In Sheriff of Nottingham, you and up to four others play as merchants trying to get through the city gates of the great Nottingham! Each round you’ll declare goods (in the form of cards stuffed into snap-fastened pouches) and intermittently try to sneak in valuable contraband to help out the infamous Robin Hood and his Merry Men. Each round, one player takes on the role of the honorable Sheriff of Nottingham, opening merchants’ pouches if he suspects smuggling – but paying a high price if he guesses wrong. If he catches the merchant smuggling, however, that merchant pays the high price instead. This can all be gotten around by trying to bribe the sheriff to not check a player’s bag. If the sheriff accepts the generous contribution towards his re-election campaign, he cannot also check the bag and must hand it back to the player.

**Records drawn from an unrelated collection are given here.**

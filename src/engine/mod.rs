//! One evaluation cycle per token, and the periodic driver that runs them.

pub mod scheduler;

use crate::api::{MarketDataProvider, TrustEvaluator};
use crate::consensus::{aggregate, generate_trade_plan, ConsensusConfig};
use crate::error::EngineError;
use crate::execution::{evaluate_exit, ExitReason, PositionLifecycle, TransitionOutcome};
use crate::models::{Horizon, MarketSnapshot, PriceSeries, SignalResult, TradeAction, TradePlan};
use crate::strategy::StrategyEvaluator;
use chrono::{DateTime, Utc};
use std::sync::Arc;

pub use scheduler::{Scheduler, SchedulerConfig};

pub struct TradingEngine {
    market: Arc<dyn MarketDataProvider>,
    trust: Arc<dyn TrustEvaluator>,
    evaluator: StrategyEvaluator,
    lifecycle: PositionLifecycle,
    consensus: ConsensusConfig,
}

impl TradingEngine {
    pub fn new(
        market: Arc<dyn MarketDataProvider>,
        trust: Arc<dyn TrustEvaluator>,
        evaluator: StrategyEvaluator,
        lifecycle: PositionLifecycle,
        consensus: ConsensusConfig,
    ) -> Self {
        Self {
            market,
            trust,
            evaluator,
            lifecycle,
            consensus,
        }
    }

    pub fn lifecycle(&self) -> &PositionLifecycle {
        &self.lifecycle
    }

    /// Tokens that currently hold an open record
    pub async fn open_tokens(&self) -> Result<Vec<String>, EngineError> {
        let records = self.lifecycle.gateway().open_records().await?;
        Ok(records.into_iter().map(|r| r.token_address).collect())
    }

    pub async fn evaluate_and_act_on_token(&self, token_address: &str) -> Result<TradePlan, EngineError> {
        self.evaluate_and_act_on_token_at(token_address, Utc::now()).await
    }

    /// Run one cycle for `token_address` as of `now`.
    ///
    /// Hard exits (compromised, stop loss, rapid dump, take profit) are
    /// checked before any strategy votes. The returned plan describes what
    /// was actually done: a consensus action that the lifecycle refused
    /// comes back as Hold with the refusal in `reasoning`.
    pub async fn evaluate_and_act_on_token_at(
        &self,
        token_address: &str,
        now: DateTime<Utc>,
    ) -> Result<TradePlan, EngineError> {
        let series = self.market.fetch_token_time_series(token_address).await?;
        let market = snapshot(token_address, &series)?;

        let mut open = self.lifecycle.gateway().open_record(token_address).await?;
        if open.is_none() {
            match self.lifecycle.recover_untracked(token_address, market, now).await {
                Ok(recovered) => open = recovered,
                Err(e) => {
                    tracing::warn!(token = %token_address, "Balance recovery check failed: {}", e)
                }
            }
        }

        if let Some(record) = &open {
            let compromised = match self.trust.is_compromised(token_address).await {
                Ok(flag) => flag,
                Err(e) => {
                    tracing::warn!(token = %token_address, "Trust evaluation failed, assuming trusted: {}", e);
                    false
                }
            };
            let change_30m = series.price_change_pct(Horizon::M30);

            if let Some(reason) = evaluate_exit(
                record,
                market.price,
                change_30m,
                compromised,
                self.lifecycle.config(),
            ) {
                let mut plan = TradePlan {
                    token_address: token_address.to_string(),
                    action: TradeAction::Sell,
                    buy_percentage: 0.0,
                    sell_percentage: 0.0,
                    reasoning: vec![format!(
                        "Hard exit ({}): {:+.2}% since entry at ${:.8}",
                        reason,
                        record.unrealized_return(market.price) * 100.0,
                        record.buy_price
                    )],
                };
                plan.reasoning.extend(price_changes(&series));
                let outcome = self.lifecycle.sell(token_address, market, reason, now).await?;
                return Ok(settle(plan, outcome));
            }
        }

        let signals = self.evaluator.evaluate_all(token_address, &series);
        let score = aggregate(&signals);
        let mut plan = generate_trade_plan(
            token_address,
            &score,
            self.consensus.buy_threshold,
            self.consensus.sell_threshold,
        );
        plan.reasoning.extend(price_changes(&series));

        tracing::debug!(
            token = %token_address,
            "Consensus over {} strategies: buy {:.1}% sell {:.1}% -> {}",
            score.evaluated,
            score.buy_percentage,
            score.sell_percentage,
            plan.action
        );

        match (plan.action, open.is_some()) {
            (TradeAction::Buy, true) => {
                Ok(plan.overridden(TradeAction::Hold, "Position already open"))
            }
            (TradeAction::Buy, false) => {
                let outcome = self.lifecycle.buy(token_address, market, now).await?;
                Ok(settle(plan, outcome))
            }
            (TradeAction::Sell, false) => {
                Ok(plan.overridden(TradeAction::Hold, "No open position to sell"))
            }
            (TradeAction::Sell, true) => {
                let outcome = self
                    .lifecycle
                    .sell(token_address, market, ExitReason::Recommendation, now)
                    .await?;
                Ok(settle(plan, outcome))
            }
            (TradeAction::Hold, _) => Ok(plan),
        }
    }

    /// Current votes with a forward-walk backtest over the token's series.
    /// Nothing is traded.
    pub async fn backtest_token(&self, token_address: &str) -> Result<Vec<SignalResult>, EngineError> {
        let series = self.market.fetch_token_time_series(token_address).await?;
        Ok(self.evaluator.evaluate_with_backtest(token_address, &series))
    }
}

/// "Price change: 30m -4.10%, 1h +2.00%" over the horizons the history covers
fn price_changes(series: &PriceSeries) -> Option<String> {
    let changes: Vec<String> = Horizon::ALL
        .iter()
        .filter_map(|h| {
            series
                .price_change_pct(*h)
                .map(|pct| format!("{} {:+.2}%", h.label(), pct))
        })
        .collect();

    if changes.is_empty() {
        None
    } else {
        Some(format!("Price change: {}", changes.join(", ")))
    }
}

fn snapshot(token_address: &str, series: &PriceSeries) -> Result<MarketSnapshot, EngineError> {
    match series.latest_price() {
        Some(price) if price.is_finite() && price > 0.0 => Ok(MarketSnapshot {
            price,
            market_cap: series.market_cap,
            liquidity: series.liquidity,
        }),
        Some(price) => Err(EngineError::MarketData {
            token: token_address.to_string(),
            reason: format!("invalid latest price {}", price),
        }),
        None => Err(EngineError::MarketData {
            token: token_address.to_string(),
            reason: "empty price series".to_string(),
        }),
    }
}

/// Fold a lifecycle outcome back into the plan
fn settle(plan: TradePlan, outcome: TransitionOutcome) -> TradePlan {
    match outcome {
        TransitionOutcome::Opened(_) | TransitionOutcome::Closed { .. } => plan,
        TransitionOutcome::Rejected(rejection) => {
            plan.overridden(TradeAction::Hold, format!("Rejected: {}", rejection))
        }
        TransitionOutcome::ExecutionFailed(error) => {
            plan.overridden(TradeAction::Hold, format!("Execution failed: {}", error))
        }
    }
}

#[cfg(test)]
mod tests {
    use super::*;
    use crate::api::{
        LogNotifier, NoTrustSignal, PaperAccount, SimulationResult, TradeSimulator,
    };
    use crate::error::ServiceError;
    use crate::execution::LifecycleConfig;
    use crate::models::PriceSample;
    use crate::persistence::{InMemoryTradeStore, RetryPolicy, TradeGateway, TradeStore};
    use crate::risk::RateLimits;
    use crate::strategy::oscillators::RsiStrategy;
    use async_trait::async_trait;
    use chrono::Duration;
    use tokio::sync::Mutex;

    struct ScriptedMarket {
        series: Mutex<PriceSeries>,
    }

    impl ScriptedMarket {
        fn new(prices: &[f64]) -> Self {
            Self {
                series: Mutex::new(series_of(prices)),
            }
        }

        async fn set(&self, prices: &[f64]) {
            *self.series.lock().await = series_of(prices);
        }
    }

    fn series_of(prices: &[f64]) -> PriceSeries {
        let start = Utc::now() - Duration::minutes(5 * prices.len() as i64);
        let samples = prices
            .iter()
            .enumerate()
            .map(|(i, &price)| PriceSample {
                timestamp: start + Duration::minutes(5 * i as i64),
                price,
                volume: 1000.0,
            })
            .collect();
        PriceSeries::new("TOKEN", samples).with_market(1_000_000.0, 50_000.0)
    }

    #[async_trait]
    impl MarketDataProvider for ScriptedMarket {
        async fn fetch_token_time_series(&self, _token: &str) -> Result<PriceSeries, ServiceError> {
            Ok(self.series.lock().await.clone())
        }
    }

    struct AlwaysExecute;

    #[async_trait]
    impl TradeSimulator for AlwaysExecute {
        async fn simulate(&self, _token: &str, _amount: f64) -> Result<SimulationResult, ServiceError> {
            Ok(SimulationResult::execute(0.1))
        }
    }

    fn rsi_dip() -> Vec<f64> {
        let mut prices: Vec<f64> = (0..30).map(|i| if i % 2 == 0 { 100.0 } else { 101.0 }).collect();
        prices.push(90.0);
        prices
    }

    fn engine(market: Arc<ScriptedMarket>, store: Arc<InMemoryTradeStore>) -> TradingEngine {
        let account = Arc::new(PaperAccount::new(1000.0));
        let lifecycle = PositionLifecycle::new(
            TradeGateway::new(store, RetryPolicy::default()),
            account.clone(),
            Arc::new(AlwaysExecute),
            account,
            Arc::new(LogNotifier),
            Arc::new(RateLimits::unlimited()),
            LifecycleConfig::default(),
        );
        TradingEngine::new(
            market,
            Arc::new(NoTrustSignal),
            StrategyEvaluator::new(vec![Box::new(RsiStrategy::default())]),
            lifecycle,
            ConsensusConfig::default(),
        )
    }

    #[tokio::test]
    async fn test_rsi_dip_buys() {
        let store = Arc::new(InMemoryTradeStore::new());
        let engine = engine(Arc::new(ScriptedMarket::new(&rsi_dip())), store.clone());

        let plan = engine.evaluate_and_act_on_token("TOKEN").await.unwrap();

        assert_eq!(plan.action, TradeAction::Buy);
        assert_eq!(plan.buy_percentage, 100.0);
        assert_eq!(plan.sell_percentage, 0.0);
        assert!(store.find_open("TOKEN").await.unwrap().is_some());
    }

    #[tokio::test]
    async fn test_repeat_signal_holds_while_open() {
        let store = Arc::new(InMemoryTradeStore::new());
        let engine = engine(Arc::new(ScriptedMarket::new(&rsi_dip())), store.clone());

        engine.evaluate_and_act_on_token("TOKEN").await.unwrap();
        let plan = engine.evaluate_and_act_on_token("TOKEN").await.unwrap();

        assert_eq!(plan.action, TradeAction::Hold);
        assert_eq!(store.len().await, 1);
    }

    #[tokio::test]
    async fn test_stop_loss_preempts_consensus() {
        let store = Arc::new(InMemoryTradeStore::new());
        let market = Arc::new(ScriptedMarket::new(&rsi_dip()));
        let engine = engine(market.clone(), store.clone());
        engine.evaluate_and_act_on_token("TOKEN").await.unwrap();

        // Still an RSI buy signal, but 20% under the 90.0 entry
        let mut crash = rsi_dip();
        crash.push(72.0);
        market.set(&crash).await;

        let plan = engine.evaluate_and_act_on_token("TOKEN").await.unwrap();

        assert_eq!(plan.action, TradeAction::Sell);
        assert!(plan.reasoning[0].contains("stop loss"));
        assert!(store.find_open("TOKEN").await.unwrap().is_none());
    }

    #[tokio::test]
    async fn test_empty_series_is_market_data_error() {
        let store = Arc::new(InMemoryTradeStore::new());
        let engine = engine(Arc::new(ScriptedMarket::new(&[])), store);

        let err = engine.evaluate_and_act_on_token("TOKEN").await.unwrap_err();
        assert!(matches!(err, EngineError::MarketData { .. }));
    }

    #[tokio::test]
    async fn test_backtest_token_reports_each_strategy() {
        let store = Arc::new(InMemoryTradeStore::new());
        let engine = engine(Arc::new(ScriptedMarket::new(&rsi_dip())), store.clone());

        let results = engine.backtest_token("TOKEN").await.unwrap();
        assert_eq!(results.len(), 1);
        assert_eq!(results[0].strategy_name, "rsi");
        assert!(results[0].should_buy);
        assert!(results[0].backtest.is_some());
        assert!(store.find_open("TOKEN").await.unwrap().is_none());
    }

    #[tokio::test]
    async fn test_plan_reports_covered_horizons() {
        let store = Arc::new(InMemoryTradeStore::new());
        let engine = engine(Arc::new(ScriptedMarket::new(&rsi_dip())), store);

        let plan = engine.evaluate_and_act_on_token("TOKEN").await.unwrap();

        // 31 five-minute samples reach back 30m/1h/2h but not 4h
        let changes = plan
            .reasoning
            .iter()
            .find(|r| r.starts_with("Price change:"))
            .expect("horizon changes in reasoning");
        assert!(changes.contains("30m -10.00%"));
        assert!(changes.contains("2h "));
        assert!(!changes.contains("4h"));
    }
}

The game is designed by Sergio Halaban and Andre Zatz of Arcane Wonders and is meant to be played by 3 to 5 players of ages 14 and up. It takes about an hour or so to play (depending on whether or not you set time limits on turns) and retails for $34.99 from most retailers.
Sheriff of Nottingham is definitely one of the year’s best bluffing games so far and is highly recommended if you’ve always wanted to support your local law enforcement, feel like outwitting your friends, or wondered what being a merchant in the Middle Ages must have felt like. Should you play it safe with legal goods like chicken and bread or are you willing to risk everything in support of Robin Hood’s cause and sneak in the most illicit contraband known to England such as silk and gouda cheese? What if you’re the sheriff? How straight an arrow will you be or will you play the corrupt official working for Prince John?
(Note: No men in tights, heart-cutting spoons, trigger happy birdbrains, or hipster archers are included in this game’s components. Sorry folks.)